3) Drugs for Breast Cancer

Answer 38

- Breast cancer is the most common cancer affecting women. - Estrogen causes breast tumour cells to proliferate. - Depriving breast cancer cells of estrogen is the primary treatment of breast cancer. - estrogen receptor antagonism is used as an adjunct to surgery and radiation therapy.
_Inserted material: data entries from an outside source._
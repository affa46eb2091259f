//! Persistence seam for wrapped key records
// Copyright 2025 Francisco F. Pinochet
//
// Licensed under the Apache License, Version 2.0 (the "License");
// you may not use this file except in compliance with the License.
// You may obtain a copy of the License at
//
//     http://www.apache.org/licenses/LICENSE-2.0
//
// Unless required by applicable law or agreed to in writing, software
// distributed under the License is distributed on an "AS IS" BASIS,
// WITHOUT WARRANTIES OR CONDITIONS OF ANY KIND, either express or implied.
// See the License for the specific language governing permissions and
// limitations under the License.


use crate::crypto::WrappedKey;
use crate::error::KmsResult;
use crate::key_types::{
    EncryptedKeyData, KeyFilter, KeyPurpose, KeyStatus, Metadata, StatusCounts,
};
use async_trait::async_trait;
use chrono::{DateTime, Utc};

/// Outcome of a conditional status update
#[derive(Debug, Clone, PartialEq)]
pub enum StatusUpdate {
    /// The record held the expected status and was updated
    Updated(EncryptedKeyData),
    /// No record with that id exists for the tenant
    NotFound,
    /// The record exists but its status differed from the expected one
    Conflict(KeyStatus),
}

/// Tenant-scoped storage of envelope-encrypted keys.
///
/// Every lookup is keyed by `(key_id, tenant_id)`; a key id saved under one
/// tenant is invisible to all others.
#[async_trait]
pub trait KeyStorage: Send + Sync {
    /// Persist a fully formed wrapped key record
    async fn save_key(&self, record: &EncryptedKeyData) -> KmsResult<()>;

    /// Persist a new record as the next version of its tenant and purpose.
    ///
    /// The version on `record` is ignored. Reading the current maximum and
    /// inserting must be atomic so concurrent creates never share a version.
    async fn insert_next_version(&self, record: EncryptedKeyData) -> KmsResult<EncryptedKeyData>;

    /// Fetch a record, or `None` when the id is unknown for this tenant
    async fn get_key(&self, key_id: &str, tenant_id: &str) -> KmsResult<Option<EncryptedKeyData>>;

    /// Highest-version ACTIVE record for a tenant and purpose
    async fn get_latest_key_for_purpose(
        &self,
        tenant_id: &str,
        purpose: KeyPurpose,
    ) -> KmsResult<Option<EncryptedKeyData>>;

    /// Unconditionally set the status. Returns `false` when no record matched.
    async fn update_key_status(
        &self,
        key_id: &str,
        tenant_id: &str,
        status: KeyStatus,
    ) -> KmsResult<bool>;

    /// Set the status only if it currently equals `expected`
    async fn transition_key_status(
        &self,
        key_id: &str,
        tenant_id: &str,
        expected: KeyStatus,
        new_status: KeyStatus,
    ) -> KmsResult<StatusUpdate>;

    async fn update_last_used(&self, key_id: &str, tenant_id: &str) -> KmsResult<bool>;

    async fn update_key_metadata(
        &self,
        key_id: &str,
        tenant_id: &str,
        expires_at: Option<DateTime<Utc>>,
        metadata: Metadata,
    ) -> KmsResult<bool>;

    /// Replace the wrapped key material (master key re-wrap)
    async fn update_wrapped_key(
        &self,
        key_id: &str,
        tenant_id: &str,
        wrapped: &WrappedKey,
    ) -> KmsResult<bool>;

    /// Records for a tenant, newest first
    async fn list_keys(&self, tenant_id: &str, filter: &KeyFilter)
        -> KmsResult<Vec<EncryptedKeyData>>;

    /// Hard delete. Returns `false` when nothing was removed.
    async fn delete_key(&self, key_id: &str, tenant_id: &str) -> KmsResult<bool>;

    async fn count_keys_by_status(&self, tenant_id: &str) -> KmsResult<StatusCounts>;

    /// Records whose `expires_at` has passed, any status. `None` scans every tenant.
    async fn find_expired_keys(&self, tenant_id: Option<&str>) -> KmsResult<Vec<EncryptedKeyData>>;

    /// Highest version of any status for a tenant and purpose, 0 if none
    async fn max_version(&self, tenant_id: &str, purpose: KeyPurpose) -> KmsResult<u32>;

    /// Liveness check
    async fn ping(&self) -> KmsResult<()>;
}
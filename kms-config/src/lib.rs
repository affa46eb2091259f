//! Configuration management for the key management service

use serde::Deserialize;
use std::env;
use std::fmt;
use thiserror::Error;

/// Environment variable holding the hex-encoded master key
pub const MASTER_KEY_ENV: &str = "MASTER_ENCRYPTION_KEY";

/// Environment variable holding the audit log HMAC signing secret
pub const AUDIT_HMAC_KEY_ENV: &str = "KMS_AUDIT_HMAC_KEY";

/// Longest allowed cache TTL (one day)
pub const MAX_CACHE_TTL_SECS: u64 = 86_400;

/// Configuration errors
#[derive(Error, Debug)]
pub enum ConfigError {
    #[error("Failed to load configuration: {0}")]
    Load(#[from] config::ConfigError),

    #[error("Invalid configuration value: {0}")]
    Invalid(String),
}

/// Tunables read from `KMS_`-prefixed environment variables
#[derive(Debug, Clone, Deserialize)]
struct KmsSettings {
    cache_ttl_secs: u64,
    audit_retention_days: u32,
    suspicious_window_minutes: u32,
    key_storage_path: Option<String>,
    audit_hmac_key: Option<String>,
}

/// Key management service configuration
#[derive(Clone)]
pub struct KmsConfig {
    /// Hex-encoded master key (64 hex characters)
    pub master_key_hex: Option<String>,
    /// Secret used to sign audit log entries
    pub audit_hmac_key: Option<String>,
    /// Default TTL for decrypted keys in the cache
    pub cache_ttl_secs: u64,
    /// Audit log retention in days
    pub audit_retention_days: u32,
    /// Trailing window used when looking for suspicious activity
    pub suspicious_window_minutes: u32,
    /// Directory for persisted key records (memory-only when unset)
    pub key_storage_path: Option<String>,
    pub log_level: Option<String>,
}

impl KmsConfig {
    /// Load configuration from environment variables
    pub fn from_env() -> Result<Self, ConfigError> {
        // Load .env file if it exists
        let _ = dotenvy::dotenv();

        let settings: KmsSettings = config::Config::builder()
            .set_default("cache_ttl_secs", 300)?
            .set_default("audit_retention_days", 2555)?
            .set_default("suspicious_window_minutes", 60)?
            .add_source(
                config::Environment::with_prefix("KMS")
                    .prefix_separator("_")
                    .try_parsing(true),
            )
            .build()?
            .try_deserialize()?;

        let log_level = env::var("LOG_LEVEL").unwrap_or_else(|_| "info".to_string());

        let config = Self {
            master_key_hex: env::var(MASTER_KEY_ENV).ok(),
            audit_hmac_key: settings.audit_hmac_key,
            cache_ttl_secs: settings.cache_ttl_secs,
            audit_retention_days: settings.audit_retention_days,
            suspicious_window_minutes: settings.suspicious_window_minutes,
            key_storage_path: settings.key_storage_path,
            log_level: Some(log_level),
        };
        config.validate()?;
        Ok(config)
    }

    /// Check value ranges
    pub fn validate(&self) -> Result<(), ConfigError> {
        if self.cache_ttl_secs == 0 || self.cache_ttl_secs > MAX_CACHE_TTL_SECS {
            return Err(ConfigError::Invalid(format!(
                "KMS_CACHE_TTL_SECS must be between 1 and {}",
                MAX_CACHE_TTL_SECS
            )));
        }
        Ok(())
    }

    /// Get log level, defaulting to "info"
    pub fn log_level(&self) -> &str {
        self.log_level.as_deref().unwrap_or("info")
    }
}

impl Default for KmsConfig {
    fn default() -> Self {
        Self {
            master_key_hex: None,
            audit_hmac_key: None,
            cache_ttl_secs: 300,
            audit_retention_days: 2555,
            suspicious_window_minutes: 60,
            key_storage_path: None,
            log_level: Some("info".to_string()),
        }
    }
}

impl fmt::Debug for KmsConfig {
    fn fmt(&self, f: &mut fmt::Formatter<'_>) -> fmt::Result {
        let redact = |v: &Option<String>| v.as_ref().map(|_| "[REDACTED]");
        f.debug_struct("KmsConfig")
            .field("master_key_hex", &redact(&self.master_key_hex))
            .field("audit_hmac_key", &redact(&self.audit_hmac_key))
            .field("cache_ttl_secs", &self.cache_ttl_secs)
            .field("audit_retention_days", &self.audit_retention_days)
            .field("suspicious_window_minutes", &self.suspicious_window_minutes)
            .field("key_storage_path", &self.key_storage_path)
            .field("log_level", &self.log_level)
            .finish()
    }
}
Treatment of breast cancer can be divided into 3 classes: 1) The anti-estrogens 2) Aromatase inhibitors 3) Trastuzumab

Question 39

1) Anti-estrogens

Answer 39

– block estrogen receptors -The most commonly prescribed drug for breast cancer (specifically tamoxifen) - Tamoxifen is a partial estrogen receptor agonist; it minimally activates the estrogen receptor but also blocks endogenous estrogen from binding to its receptor - Net effect of tamoxifen is blocking the binding of endogenous estrogen to the estrogen receptor (w minimal activation) - breast cancer cells estrogen dependent - estrogen binds to intracellular receptor and this complex binds to DNA and increases transcription which allows breast cancer tumour cell to proliferate - tamoxifen blocks the binding of estrogen to its receptors and decreases proliferation of breast cancer cells - tamoxifen is only effective in cells containing an estrogen receptor

Question 40

2) Aromatase Inhibitors

Answer 40

Aromatization: the process of converting androgens into estrogen. - Aromatase inhibitors inhibit the conversion of androgens to estrogens = decrease the amount of estrogen available to breast cancer cells. - aromatase inhibitors do not block synthesis of estrogen from ovaries, so aromatase inhibitors are only useful in postmenopausal women (who don't have estrogen synthesis in ovaries)

Question 41

3) Trastuzumab

Answer 41

- Some patients with breast cancer have an increased number of human epidermal growth factor receptor 2 (HER2). - HER2 is a transmembrane receptor that helps regulate cell growth. - Tumours with increased HER2 have especially aggressive tumour growth

Question 42

Mechanism of action of Trastuzumab (marketed as Herceptin)

Answer 42

- Trastuzumab is a monoclonal antibody that binds to HER2 and prevents cell proliferation. - As trastuzumab is an antibody, it must be administered IV (as antibodies are degraded in the stomach and poorly absorbed). - most prominent adverse event: cardiotoxicity - most breast cancer cells only contain small # of HER2 receptors which send signals to nucleus to grow and divide - abnormal breast cancer cells have abundant HER2 receptors = too many receptors send signals to grow/divide = cell grows too quickly -trastuzumab binds to HER2 receptors, stops the signal from getting to nucleus = stops proliferation of cell

Question 43

Other Anticancer Drugs - Tyrosine Kinase Inhibitors

Answer 43

- Protein kinases are enzymes that phosphorylate proteins on specific amino acid residues (i.e. tyrosine). - Activity of tyrosine kinases can activate gene transcription and/or DNA synthesis - Increased activity of tyrosine kinases has been observed in many cancers - tyrosine kinases phosphorylates substrate molecule which results in tumour cell able to proliferate - a target blocks phosphporalation and does not allow the tumour to proliferate

Question 44

Imatinib - type of Tyrosine Kinase Inhibitor

Answer 44

1. Is the prototype tyrosine kinase inhibitor. 2. Effective in the treatment of chronic myelogenous leukemia (CML) and gastrointestinal stromal tumours (GIST). 3. Causes complete inhibition of cellular proliferation and cell death via apoptosis (programmed cell death). 4. Primary toxicities include nausea, vomiting, edema, and muscle cramps.